Устинья промолчала. Но, когда их ввели в большой, добротно сбитый сарай, наполовину заполненный прошлогодним сеном, без спора дала развязать себе руки. Тяжёлая дверь захлопнулась, упал засов. Устинья тяжело осела на пол и закрыла глаза.
– Что, тётя Устя? – тихо спросил Петька.
– Ничего, малой. Отдохнуть надо. После… после думать будем.
Ночью над лесом поднялась рыжая луна. Братья договорились спать по очереди, но заснуть ни у одного, ни у другого так и не вышло. Луна шла через небо, плавно минуя то переплетение узловатых кедровых ветвей, то голубую, лёгкую цепочку ночных туч, то непроглядную, чуть сбрызнутую звёздами темень неба. Тени деревьев в серебристом свете тянулись через пологий берег, шумела на перекатах река, кричала резким, стонущим голосом какая-то птица в чаще, – а братья всё говорили и говорили. Дед Трофим, связанный и усаженный на куче лапника так, чтобы его можно было видеть, не то спал, не то притворялся. Буряты устроились чуть поодаль, на расстеленных кошмах. Перед тем, как лечь спать, они долго и обстоятельно беседовали с Антипом на своём языке.
– И когда ты по-ихнему выучиться успел? – поинтересовался Ефим.
– А как же ещё? – пожал плечами Антип. – Я же с ними всю зиму прожил.

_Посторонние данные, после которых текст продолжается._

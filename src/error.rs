//! Application-wide error types.
//!
//! This module defines the main error type hierarchy for the application,
//! allowing for type-safe error handling throughout the codebase.

pub use crate::config::ConfigError;

/// Main application error type.
///
/// Encompasses every error type in the crate, with `thiserror` deriving the
/// conversions.
#[derive(Debug, thiserror::Error)]
pub enum AppError {
    /// Configuration-related errors
    #[error("Configuration error: {0}")]
    Config(#[from] ConfigError),

    /// Logger initialization errors
    #[error("Logger error: {0}")]
    Logger(String),

    /// Report serialization errors
    #[error("Failed to serialize report: {0}")]
    Report(#[from] serde_json::Error),
}

/// Convenience type alias for Result with AppError
pub type AppResult<T> = Result<T, AppError>;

Полгода, почитай. Хочешь-не хочешь, а выучишься.
– Как ты вылез-то из той дыры? Нешто ангелы на крыльях вынесли?
– Ангелов не было, – серьёзно ответил Антип, – А волокло под землёй, верно, версту, а то и три. О камни так било, что едва сознанье не утратил. Вода ледяная, о камни швыряет, и темень кромешная, как в аду… – Антип опустил голову, вспоминая. Ефим жадно, подавшись вперёд всем телом, смотрел на брата.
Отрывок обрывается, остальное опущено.